The study focused on medical records for 82,861 patients that underwent
cardiac imaging after acute myocardial infarction. The study design is
seriously flawed, including the way in which the Cox proportional hazard
model was applied. The LNT-related risk estimates presented should not
be considered credible. For example, the latent period for
radiation-induced solid tumors is more than 10 years while the average
follow-up time for the study was only 5 years. Thus, solid tumors
attributed to radiation from cardiac imaging procedures are more likely
due to other causes. It appears that most of the patients whose medical
records were studied were more than 50 years of age. Thus, the 12,020
diagnosed cancers among the study population may be significantly less
than would be expected (baseline rate) had the patients not undergone
cardiac imaging procedures that used radiation. If so, then this would
implicate a reduction in cancers as a result of the imaging.
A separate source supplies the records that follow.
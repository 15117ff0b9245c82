//! Payload encoding for request bodies and GET query strings.

use serde::Serialize;
use serde_json::{Map, Value};
use uuid::Uuid;

use crate::config::Encoding;
use crate::error::Error;

pub const URLENCODED_CONTENT_TYPE: &str = "application/x-www-form-urlencoded;charset=utf-8";
pub const JSON_CONTENT_TYPE: &str = "application/json;charset=utf-8";

/// Data attached to a request.
///
/// `Fields` is encoded according to the request's `Encoding`; `Text` is
/// already encoded and is sent as is.
#[derive(Debug, Clone, PartialEq)]
pub enum Payload {
    Fields(Map<String, Value>),
    Text(String),
}

impl Payload {
    /// Serialize any value; objects become `Fields`, strings become `Text`,
    /// everything else becomes its JSON text.
    pub fn from_serialize<T: Serialize + ?Sized>(value: &T) -> Result<Self, Error> {
        Ok(Payload::from(serde_json::to_value(value)?))
    }

    pub fn is_empty(&self) -> bool {
        match self {
            Payload::Fields(fields) => fields.is_empty(),
            Payload::Text(text) => text.is_empty(),
        }
    }
}

impl From<Value> for Payload {
    fn from(value: Value) -> Self {
        match value {
            Value::Object(fields) => Payload::Fields(fields),
            Value::String(text) => Payload::Text(text),
            other => Payload::Text(other.to_string()),
        }
    }
}

impl From<Map<String, Value>> for Payload {
    fn from(fields: Map<String, Value>) -> Self {
        Payload::Fields(fields)
    }
}

impl From<String> for Payload {
    fn from(text: String) -> Self {
        Payload::Text(text)
    }
}

impl From<&str> for Payload {
    fn from(text: &str) -> Self {
        Payload::Text(text.to_string())
    }
}

impl<K: Into<String>, V: Into<Value>> FromIterator<(K, V)> for Payload {
    fn from_iter<I: IntoIterator<Item = (K, V)>>(iter: I) -> Self {
        Payload::Fields(iter.into_iter().map(|(k, v)| (k.into(), v.into())).collect())
    }
}

/// A body ready to send, with the content type the encoder chose.
#[derive(Debug, Clone, PartialEq, Eq)]
pub struct Encoded {
    pub content_type: Option<String>,
    pub body: String,
}

/// Encode `payload` as a request body.
pub fn encode(encoding: &Encoding, payload: Payload) -> Result<Encoded, Error> {
    let boundary = format!("----yyf{}", Uuid::new_v4().simple());
    encode_with_boundary(encoding, payload, &boundary)
}

/// `encode` with a caller-chosen multipart boundary.
pub fn encode_with_boundary(
    encoding: &Encoding,
    payload: Payload,
    boundary: &str,
) -> Result<Encoded, Error> {
    let encoded = match (encoding, payload) {
        (Encoding::UrlEncoded, payload) => Encoded {
            content_type: Some(URLENCODED_CONTENT_TYPE.to_string()),
            body: match payload {
                Payload::Fields(fields) => urlencode(&fields),
                Payload::Text(text) => text,
            },
        },
        (Encoding::Json, payload) => Encoded {
            content_type: Some(JSON_CONTENT_TYPE.to_string()),
            body: match payload {
                Payload::Fields(fields) => serde_json::to_string(&fields)?,
                Payload::Text(text) => text,
            },
        },
        (Encoding::Form, Payload::Fields(fields)) => Encoded {
            content_type: Some(format!("multipart/form-data; boundary={boundary}")),
            body: multipart(&fields, boundary),
        },
        (Encoding::Form, Payload::Text(text)) | (Encoding::Raw, Payload::Text(text)) => Encoded {
            content_type: None,
            body: text,
        },
        (Encoding::Raw, Payload::Fields(fields)) => Encoded {
            content_type: None,
            body: serde_json::to_string(&fields)?,
        },
        (Encoding::ContentType(content_type), payload) => Encoded {
            content_type: Some(content_type.clone()),
            body: match payload {
                Payload::Fields(fields) => serde_json::to_string(&fields)?,
                Payload::Text(text) => text,
            },
        },
    };
    Ok(encoded)
}

/// `k=v&...` in insertion order, both sides percent-encoded.
pub fn urlencode(fields: &Map<String, Value>) -> String {
    fields
        .iter()
        .map(|(key, value)| {
            format!(
                "{}={}",
                urlencoding::encode(key),
                urlencoding::encode(&field_text(value))
            )
        })
        .collect::<Vec<_>>()
        .join("&")
}

/// `multipart/form-data` body with one part per field.
pub fn multipart(fields: &Map<String, Value>, boundary: &str) -> String {
    let mut body = String::new();
    for (name, value) in fields {
        body.push_str("--");
        body.push_str(boundary);
        body.push_str("\r\n");
        body.push_str(&format!(
            "Content-Disposition: form-data; name=\"{}\"\r\n\r\n",
            escape_name(name)
        ));
        body.push_str(&field_text(value));
        body.push_str("\r\n");
    }
    body.push_str("--");
    body.push_str(boundary);
    body.push_str("--\r\n");
    body
}

/// Field name as it may appear inside a quoted header parameter.
fn escape_name(name: &str) -> String {
    name.replace('"', "%22")
        .replace('\r', "%0D")
        .replace('\n', "%0A")
}

/// Strings verbatim, other values as JSON text.
fn field_text(value: &Value) -> String {
    match value {
        Value::String(s) => s.clone(),
        other => other.to_string(),
    }
}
Concerned
scientist plan to submit a joint Letter to the Editor related to the
paper. The paper represents but one among a growing number of
poorly-designed studies of cancer among irradiated human populations
that managed to get published in peer-reviewed journals and have adverse
impacts on the general public because of the misinformation transmitted.
These papers being published in peer-reviewed journals point to a broken
peer-review system for such studies.

Bobby
B. R. Scott
Lovelace Respiratory Research Institute
2425 Ridgecrest Drive SE
Albuquerque, NM 87108 USA

-----Original Message-----
From: Leo M. Lowe [mailto:llowe at senes.ca] 
Sent: Wednesday, February 09, 2011 12:03 PM
To: radsafe at agni.phys.iit.edu
Subject: [ RadSafe ] Increase in Cancer Risk due to Cardiac Imaging

Hello,

A recent study on cardiac imaging of heart attack patients by 
Eisenberg et al. in the Canadian Medical Association Journal 
(7Feb2011) reports a dose-dependent response and a cancer risk of 3% 
per 10 mSv in the patients.  This seems quite high.  A minimum 
exposure-to-cancer onset delay of one year was used in the analysis 
to assess potentially attributable cancers.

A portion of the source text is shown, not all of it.